WHAT IS REQUIRED:
Answer with only the number of lines below where "replacement" appears.

::: PROVIDED RECORDS

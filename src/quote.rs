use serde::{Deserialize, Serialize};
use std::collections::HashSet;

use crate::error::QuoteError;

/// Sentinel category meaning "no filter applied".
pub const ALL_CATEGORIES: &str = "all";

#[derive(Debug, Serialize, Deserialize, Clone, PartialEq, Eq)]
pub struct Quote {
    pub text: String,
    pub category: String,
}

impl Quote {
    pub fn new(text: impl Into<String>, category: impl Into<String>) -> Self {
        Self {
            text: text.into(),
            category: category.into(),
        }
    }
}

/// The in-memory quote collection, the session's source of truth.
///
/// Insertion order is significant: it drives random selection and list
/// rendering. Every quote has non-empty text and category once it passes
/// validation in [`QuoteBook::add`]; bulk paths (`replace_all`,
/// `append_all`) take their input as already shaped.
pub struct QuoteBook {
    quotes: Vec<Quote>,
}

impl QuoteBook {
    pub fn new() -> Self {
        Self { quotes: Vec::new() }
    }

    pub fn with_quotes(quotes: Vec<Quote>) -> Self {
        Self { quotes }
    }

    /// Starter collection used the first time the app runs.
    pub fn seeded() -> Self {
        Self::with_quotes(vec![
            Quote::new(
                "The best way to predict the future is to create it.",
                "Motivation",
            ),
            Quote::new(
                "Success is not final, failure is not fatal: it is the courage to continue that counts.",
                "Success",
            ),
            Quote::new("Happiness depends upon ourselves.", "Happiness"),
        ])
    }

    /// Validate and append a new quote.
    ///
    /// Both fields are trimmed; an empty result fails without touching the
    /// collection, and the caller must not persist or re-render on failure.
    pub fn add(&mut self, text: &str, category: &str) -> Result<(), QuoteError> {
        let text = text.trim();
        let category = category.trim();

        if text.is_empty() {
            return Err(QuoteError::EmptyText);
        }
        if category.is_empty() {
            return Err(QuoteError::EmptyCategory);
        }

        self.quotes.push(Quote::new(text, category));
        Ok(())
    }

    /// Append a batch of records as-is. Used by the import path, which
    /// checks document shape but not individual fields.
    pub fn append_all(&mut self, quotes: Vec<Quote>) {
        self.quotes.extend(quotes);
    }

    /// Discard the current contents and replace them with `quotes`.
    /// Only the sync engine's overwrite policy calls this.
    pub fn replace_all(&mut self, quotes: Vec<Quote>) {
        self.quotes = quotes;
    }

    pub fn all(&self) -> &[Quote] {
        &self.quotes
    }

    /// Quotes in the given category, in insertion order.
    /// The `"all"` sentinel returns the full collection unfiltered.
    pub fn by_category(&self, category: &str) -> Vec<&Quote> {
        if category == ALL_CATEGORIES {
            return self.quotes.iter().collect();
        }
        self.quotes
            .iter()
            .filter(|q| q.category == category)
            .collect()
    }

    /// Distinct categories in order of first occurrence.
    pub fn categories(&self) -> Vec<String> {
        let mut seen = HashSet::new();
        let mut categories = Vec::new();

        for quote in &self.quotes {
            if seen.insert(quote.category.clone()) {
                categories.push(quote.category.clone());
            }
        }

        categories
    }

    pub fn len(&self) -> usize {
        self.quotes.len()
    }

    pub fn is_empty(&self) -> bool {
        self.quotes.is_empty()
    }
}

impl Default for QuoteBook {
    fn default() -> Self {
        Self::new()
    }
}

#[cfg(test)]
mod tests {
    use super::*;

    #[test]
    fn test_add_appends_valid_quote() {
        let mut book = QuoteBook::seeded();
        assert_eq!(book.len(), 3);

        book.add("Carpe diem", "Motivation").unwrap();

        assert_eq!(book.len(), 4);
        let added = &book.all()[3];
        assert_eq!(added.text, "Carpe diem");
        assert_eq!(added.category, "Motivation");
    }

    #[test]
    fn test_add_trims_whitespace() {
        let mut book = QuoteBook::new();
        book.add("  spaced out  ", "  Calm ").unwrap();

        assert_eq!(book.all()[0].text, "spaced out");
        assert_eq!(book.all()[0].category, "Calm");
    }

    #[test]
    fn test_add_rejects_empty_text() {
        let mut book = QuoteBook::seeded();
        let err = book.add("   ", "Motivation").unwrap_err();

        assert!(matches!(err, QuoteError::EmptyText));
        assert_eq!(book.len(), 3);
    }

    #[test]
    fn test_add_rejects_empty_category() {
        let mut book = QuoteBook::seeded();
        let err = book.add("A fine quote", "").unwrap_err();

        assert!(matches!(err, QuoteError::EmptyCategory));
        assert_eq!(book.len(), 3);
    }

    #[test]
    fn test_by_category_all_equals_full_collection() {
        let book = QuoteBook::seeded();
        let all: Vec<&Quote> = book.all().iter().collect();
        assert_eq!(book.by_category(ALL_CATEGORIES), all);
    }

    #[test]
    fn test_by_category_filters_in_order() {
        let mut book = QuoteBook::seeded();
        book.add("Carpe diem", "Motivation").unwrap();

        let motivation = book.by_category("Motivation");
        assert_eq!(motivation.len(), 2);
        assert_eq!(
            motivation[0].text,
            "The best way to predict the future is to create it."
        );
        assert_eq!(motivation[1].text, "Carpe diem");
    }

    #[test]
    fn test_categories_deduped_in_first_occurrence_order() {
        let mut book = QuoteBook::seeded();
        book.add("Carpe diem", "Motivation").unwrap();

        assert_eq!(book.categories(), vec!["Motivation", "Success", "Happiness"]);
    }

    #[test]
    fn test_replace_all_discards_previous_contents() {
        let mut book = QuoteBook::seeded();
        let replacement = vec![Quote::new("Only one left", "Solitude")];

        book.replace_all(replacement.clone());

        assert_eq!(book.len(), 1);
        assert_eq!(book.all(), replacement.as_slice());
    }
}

::::::

ANSWER SECTION:
3